[Supplied records — start]

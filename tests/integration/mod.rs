//! Integration test suite for pweave
//!
//! End-to-end tests against a real SQLite database on disk and the `pweave`
//! binary.
//!
//! # Running Integration Tests
//!
//! ```bash
//! cargo test --test integration
//! ```
//!
//! # Test Organization
//!
//! - **store**: Write-time validation and cached depths in the SQLite store
//! - **library**: Two-pass import and export round trips
//! - **bulk**: Batched fetching and bulk resolution over the store
//! - **commands**: The `pweave` binary, one subcommand at a time
//! - **config**: Global config file and environment overrides

// Shared test utilities (from parent tests/ directory)
#[path = "../common/mod.rs"]
mod common;

mod bulk;
mod commands;
mod config;
mod library;
mod store;
//! pweave CLI entry point
//!
//! Parses arguments, sets up logging on stderr, runs the command, and turns
//! failures into a user-friendly message with an exit code of 1.
//!
//! Commands:
//! - `import` / `export` - Move prompt libraries in and out of the database
//! - `resolve` / `preview` / `bulk` - Produce final prompt text
//! - `attach` - Append a validated component to a compound prompt
//! - `deps` / `check` - Inspect the reference graph

use anyhow::Result;
use clap::Parser;
use promptweave::cli;
use promptweave::core::user_friendly_error;
use tracing::Level;
use tracing_subscriber::{EnvFilter, fmt};

#[tokio::main]
async fn main() -> Result<()> {
    let cli = cli::Cli::parse();

    init_logging(cli.build_config().log_level.as_deref());

    // Set up colored output for Windows
    #[cfg(windows)]
    colored::control::set_virtual_terminal(true).ok();

    match cli.execute().await {
        Ok(()) => Ok(()),
        Err(e) => {
            let error_ctx = user_friendly_error(e);
            error_ctx.display();
            std::process::exit(1);
        }
    }
}

/// Log to stderr so resolved text on stdout stays pipeable.
///
/// An explicit level from `--verbose`/`--quiet` is added on top of `RUST_LOG`;
/// without one, `RUST_LOG` decides and falls back to `info`.
fn init_logging(level: Option<&str>) {
    let filter = match level {
        Some(level) => {
            let level = match level.to_lowercase().as_str() {
                "trace" => Level::TRACE,
                "debug" => Level::DEBUG,
                "info" => Level::INFO,
                "error" => Level::ERROR,
                "warn" => Level::WARN,
                _ => Level::INFO,
            };
            EnvFilter::from_default_env().add_directive(level.into())
        }
        None => EnvFilter::try_from_default_env().unwrap_or_else(|_| EnvFilter::new("info")),
    };

    fmt()
        .with_env_filter(filter)
        .with_target(false)
        .with_writer(std::io::stderr)
        .init();
}
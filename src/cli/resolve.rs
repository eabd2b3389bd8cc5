//! Resolve one prompt into its final text.
//!
//! # Examples
//!
//! ```bash
//! pweave resolve code-review        # by slug
//! pweave resolve 12                 # by id
//! pweave resolve code-review --json # text, depth and used prompt ids
//! ```

use anyhow::Result;
use clap::Args;

use super::CliConfig;
use super::common::CommandContext;
use crate::resolver::PromptResolver;

/// Command to resolve a single prompt.
#[derive(Args, Debug)]
pub struct ResolveCommand {
    /// Slug or id of the prompt.
    prompt: String,

    /// Print the full resolution result as JSON.
    #[arg(long)]
    json: bool,
}

impl ResolveCommand {
    /// Execute the resolve command.
    pub async fn execute(self, config: &CliConfig) -> Result<()> {
        let ctx = CommandContext::open(config).await?;
        let prompt = ctx.find_prompt(&self.prompt)?;

        let resolver = PromptResolver::new(ctx.store.as_ref(), ctx.engine.max_depth);
        let result = resolver.resolve(prompt.id)?;

        if self.json {
            let output = serde_json::json!({
                "id": prompt.id,
                "slug": prompt.slug,
                "resolved_text": result.resolved_text,
                "depth_reached": result.depth_reached,
                "used_prompt_ids": result.used_prompt_ids,
            });
            println!("{}", serde_json::to_string_pretty(&output)?);
        } else {
            println!("{}", result.resolved_text);
        }
        Ok(())
    }
}
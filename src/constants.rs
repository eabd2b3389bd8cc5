//! Global constants used throughout the promptweave codebase.
//!
//! This module contains the nesting ceiling, the join separator, and the
//! parallelism parameters shared by the resolvers and the CLI.

/// Maximum nesting depth of compound prompt references (5).
///
/// Both the Graph Validator and the resolvers enforce this ceiling. It also
/// bounds the number of batch passes issued by bulk fetching, which is what
/// guarantees termination on a corrupted (cyclic) reference table.
pub const MAX_NESTING_DEPTH: usize = 5;

/// Separator placed between non-empty parts of a resolved compound prompt.
pub const PART_SEPARATOR: &str = "\n\n";

/// Display prefix of [`crate::core::PromptError::NotFound`].
pub const PROMPT_NOT_FOUND: &str = "Prompt not found";

/// Minimum number of parallel resolutions regardless of CPU count.
pub const MIN_PARALLELISM: usize = 10;

/// Multiplier applied to CPU core count for default parallelism.
///
/// Per-id resolution is CPU-bound work over an in-memory map, so the
/// multiplier stays small.
pub const PARALLELISM_CORE_MULTIPLIER: usize = 2;

/// Default CPU core count when detection fails.
///
/// Used as a fallback when `std::thread::available_parallelism()` returns an error.
pub const FALLBACK_CORE_COUNT: usize = 4;

/// Default concurrency for bulk resolution: `max(MIN_PARALLELISM, cores × multiplier)`.
pub fn default_max_parallel() -> usize {
    let cores = std::thread::available_parallelism()
        .map(std::num::NonZero::get)
        .unwrap_or(FALLBACK_CORE_COUNT);
    std::cmp::max(MIN_PARALLELISM, cores * PARALLELISM_CORE_MULTIPLIER)
}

[Supplied records — finish]

■ **Work order**
Go through the entries above and copy each line with "compound" in it.

■ **Answer to this problem**
//! - `attach` - Append a validated component to a compound prompt
/// Maximum nesting depth of compound prompt references (5).
/// Separator placed between non-empty parts of a resolved compound prompt.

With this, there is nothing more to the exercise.